In [None]:
# Install required libraries for economic data retrieval and synthetic data generation
!pip install fredapi
!pip install Faker

In [8]:
# Importing essential libraries for data processing, date handling, and logging
import pandas as pd
import numpy as np
import random
from datetime import datetime, timedelta
from fredapi import Fred
import os
import logging
from faker import Faker

# Define global constants and configuration values
FRED_API_KEY = '18ff54ec62ffdfc7b64cad1a2a2e7b7c' #update with your fred api key
DATA_PATH = '../Downloads/'  #update with the data path where you want to save the file
CATEGORY = 'Shampoo'
NUM_PRODUCTS = 50
MASTER_FILE = 'US_Historical_Sales.csv'

# Initialize Faker instance for dummy values
fake = Faker()

# Set up logging configuration and ensuring log file exists
LOG_FILE = os.path.join(DATA_PATH, 'data_check_log.txt')
CRITICAL_FIELDS = ['week_start_date', 'product_id', 'units_sold', 'price', 'revenue']

if not os.path.exists(DATA_PATH):
    os.makedirs(DATA_PATH)

if not os.path.isfile(LOG_FILE):
    with open(LOG_FILE, 'w') as f:
        f.write("=== Data Integrity Log Started ===\n")

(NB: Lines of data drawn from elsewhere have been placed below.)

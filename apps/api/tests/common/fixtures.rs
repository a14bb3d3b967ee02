//! Test fixtures for API integration tests

#![allow(dead_code)]

use async_graphql::Variables;
use axum::Router;
use serde_json::Value;

use catalog_api::graphql::{build_schema, CatalogSchema};
use catalog_api::middleware::{AuthContext, AuthContextBuilder};
use catalog_api::models::User;
use catalog_api::repositories::Store;
use catalog_api::routes::{build_router, AppState};
use catalog_api::services::{AuthConfig, AuthService, CatalogService, HealthService};

/// JWT secret for testing (must be at least 32 characters)
pub const TEST_JWT_SECRET: &str = "test-jwt-secret-for-integration-tests-minimum-32-chars";

/// Password given to fixture users
pub const TEST_PASSWORD: &str = "correct horse battery staple";

/// A fully wired catalog over one store
#[derive(Clone)]
pub struct TestApp {
    pub store: Store,
    pub auth: AuthService,
    pub catalog: CatalogService,
    pub schema: CatalogSchema,
}

impl TestApp {
    /// App over a fresh in-memory store
    pub fn new() -> Self {
        Self::with_store(Store::in_memory())
    }

    pub fn with_store(store: Store) -> Self {
        let auth = AuthService::new(store.users.clone(), AuthConfig::new(TEST_JWT_SECRET))
            .expect("auth service");
        let catalog = CatalogService::new(store.clone());
        let schema = build_schema(catalog.clone(), auth.clone());
        Self {
            store,
            auth,
            catalog,
            schema,
        }
    }

    /// The HTTP router, as served by the binary (minus CORS)
    pub fn router(&self) -> Router {
        build_router(AppState {
            schema: self.schema.clone(),
            auth_context: AuthContextBuilder::new(self.auth.clone(), self.store.users.clone()),
            health: HealthService::new(self.store.clone()),
        })
    }

    /// Register a user with [`TEST_PASSWORD`] and log them in
    pub async fn register(&self, username: &str) -> (User, String) {
        let user = self
            .auth
            .create_user(username, "refactoring", Some(TEST_PASSWORD))
            .await
            .expect("create user");
        let token = self
            .auth
            .login(username, TEST_PASSWORD)
            .await
            .expect("login");
        (user, token.value)
    }

    /// Execute a GraphQL document against the schema and return the JSON response
    pub async fn execute(&self, query: &str, variables: Value, auth: AuthContext) -> Value {
        let request = async_graphql::Request::new(query)
            .variables(Variables::from_json(variables))
            .data(auth);
        let response = self.schema.execute(request).await;
        serde_json::to_value(&response).expect("serializable response")
    }

    pub async fn execute_anonymous(&self, query: &str, variables: Value) -> Value {
        self.execute(query, variables, AuthContext::anonymous()).await
    }

    pub async fn execute_as(&self, user: &User, query: &str, variables: Value) -> Value {
        self.execute(query, variables, AuthContext::authenticated(user.clone()))
            .await
    }
}

impl Default for TestApp {
    fn default() -> Self {
        Self::new()
    }
}

pub const ADD_BOOK: &str = r#"
    mutation AddBook($title: String!, $published: Int!, $author: String!, $genres: [String]) {
        addBook(title: $title, published: $published, author: $author, genres: $genres) {
            id
            title
            published
            genres
            author { id name born }
        }
    }
"#;

pub const ALL_BOOKS: &str = r#"
    query AllBooks($author: String, $genre: String) {
        allBooks(author: $author, genre: $genre) {
            title
            genres
            author { name }
        }
    }
"#;

/// Seed books as `user`; each entry is (title, author, genres)
pub async fn seed_books(app: &TestApp, user: &User, books: &[(&str, &str, &[&str])]) {
    for (title, author, genres) in books {
        let response = app
            .execute_as(
                user,
                ADD_BOOK,
                serde_json::json!({
                    "title": title,
                    "published": 2000,
                    "author": author,
                    "genres": genres,
                }),
            )
            .await;
        assert!(
            response.get("errors").is_none(),
            "seeding {} failed: {}",
            title,
            response
        );
    }
}
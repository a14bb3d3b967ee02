//! GraphQL type definitions for the catalog

mod author;
mod book;
mod user;

pub use author::Author;
pub use book::Book;
pub use user::{Token, User};
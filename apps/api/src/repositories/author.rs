//! Author repository backed by PostgreSQL

use async_trait::async_trait;
use sqlx::PgPool;
use uuid::Uuid;

use super::utils::{classify, AUTHOR_COLUMNS};
use super::{AuthorStore, StoreError, StoreResult};
use crate::models::{Author, NewAuthor};

/// Repository for author database operations
#[derive(Clone)]
pub struct AuthorRepository {
    pool: PgPool,
}

impl AuthorRepository {
    pub fn new(pool: PgPool) -> Self {
        Self { pool }
    }
}

#[async_trait]
impl AuthorStore for AuthorRepository {
    async fn find_by_name(&self, name: &str) -> StoreResult<Option<Author>> {
        let sql = format!("SELECT {} FROM authors WHERE name = $1", AUTHOR_COLUMNS);
        sqlx::query_as::<_, Author>(&sql)
            .bind(name)
            .fetch_optional(&self.pool)
            .await
            .map_err(classify)
    }

    async fn find_by_id(&self, id: Uuid) -> StoreResult<Option<Author>> {
        let sql = format!("SELECT {} FROM authors WHERE id = $1", AUTHOR_COLUMNS);
        sqlx::query_as::<_, Author>(&sql)
            .bind(id)
            .fetch_optional(&self.pool)
            .await
            .map_err(classify)
    }

    async fn find_by_ids(&self, ids: &[Uuid]) -> StoreResult<Vec<Author>> {
        if ids.is_empty() {
            return Ok(Vec::new());
        }
        let sql = format!("SELECT {} FROM authors WHERE id = ANY($1)", AUTHOR_COLUMNS);
        sqlx::query_as::<_, Author>(&sql)
            .bind(ids)
            .fetch_all(&self.pool)
            .await
            .map_err(classify)
    }

    async fn find_all(&self) -> StoreResult<Vec<Author>> {
        let sql = format!(
            "SELECT {} FROM authors ORDER BY created_at ASC, name ASC",
            AUTHOR_COLUMNS
        );
        sqlx::query_as::<_, Author>(&sql)
            .fetch_all(&self.pool)
            .await
            .map_err(classify)
    }

    async fn insert_if_absent(&self, author: NewAuthor) -> StoreResult<Author> {
        // The unique index arbitrates concurrent creators; losers see no row.
        let sql = format!(
            r#"INSERT INTO authors (name, born)
            VALUES ($1, $2)
            ON CONFLICT (name) DO NOTHING
            RETURNING {}"#,
            AUTHOR_COLUMNS
        );
        sqlx::query_as::<_, Author>(&sql)
            .bind(&author.name)
            .bind(author.born)
            .fetch_optional(&self.pool)
            .await
            .map_err(classify)?
            .ok_or_else(|| StoreError::conflict("name"))
    }

    async fn update(&self, author: &Author) -> StoreResult<Author> {
        let sql = format!(
            r#"UPDATE authors
            SET born = $2, updated_at = NOW()
            WHERE id = $1
            RETURNING {}"#,
            AUTHOR_COLUMNS
        );
        sqlx::query_as::<_, Author>(&sql)
            .bind(author.id)
            .bind(author.born)
            .fetch_optional(&self.pool)
            .await
            .map_err(classify)?
            .ok_or(StoreError::NotFound("author"))
    }

    async fn remove_if_unused(&self, id: Uuid) -> StoreResult<bool> {
        let result = sqlx::query(
            r#"DELETE FROM authors
            WHERE id = $1
              AND NOT EXISTS (SELECT 1 FROM books WHERE author_id = $1)"#,
        )
        .bind(id)
        .execute(&self.pool)
        .await
        .map_err(classify);

        match result {
            Ok(done) => Ok(done.rows_affected() > 0),
            // A book referencing the author committed while we deleted
            Err(StoreError::Constraint(_)) => Ok(false),
            Err(e) => Err(e),
        }
    }

    async fn count_all(&self) -> StoreResult<i64> {
        sqlx::query_scalar("SELECT COUNT(*) FROM authors")
            .fetch_one(&self.pool)
            .await
            .map_err(classify)
    }
}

log_formatter = logging.Formatter('%(asctime)s | %(levelname)s | %(message)s')
logger = logging.getLogger()
logger.setLevel(logging.INFO)
file_handler = logging.FileHandler(LOG_FILE, mode='a')
file_handler.setFormatter(log_formatter)
logger.addHandler(file_handler)
console_handler = logging.StreamHandler()
console_handler.setFormatter(log_formatter)
logger.addHandler(console_handler)

# Helper to log and print
def log_and_print(message, level='info'):
    print(message)
    getattr(logger, level)(message)
    
# Function to return seasonal adjustment factor based on the month
def seasonal_factor(date):
    if date.month in [6, 7, 8]:
        return 1.2
    elif date.month in [11, 12]:
        return 1.5
    return 1.0

# Function to generate synthetic sales data for all products over the date range
def generate_synthetic_sales(start_date, end_date):
    sundays = pd.date_range(start=start_date, end=end_date, freq='W-SUN')
    products = [{'product_id': f'P{i:03}', 'product_name': f"{CATEGORY} Variant {i}"} for i in range(1, NUM_PRODUCTS + 1)]

    records = []
    for week_start in sundays:
        for product in products:
            base_price = round(np.random.uniform(4.0, 15.0), 2)
            discount = np.random.choice([0, 5, 10, 15, 20], p=[0.5, 0.2, 0.15, 0.1, 0.05])
            price_after_discount = base_price * (1 - discount / 100)
            base_units = np.random.randint(20, 100)
            seasonal_boost = seasonal_factor(week_start)
            discount_boost = 1 + (discount / 100) * 1.5
            units_sold = int(base_units * seasonal_boost * discount_boost)
            revenue = round(units_sold * price_after_discount, 2)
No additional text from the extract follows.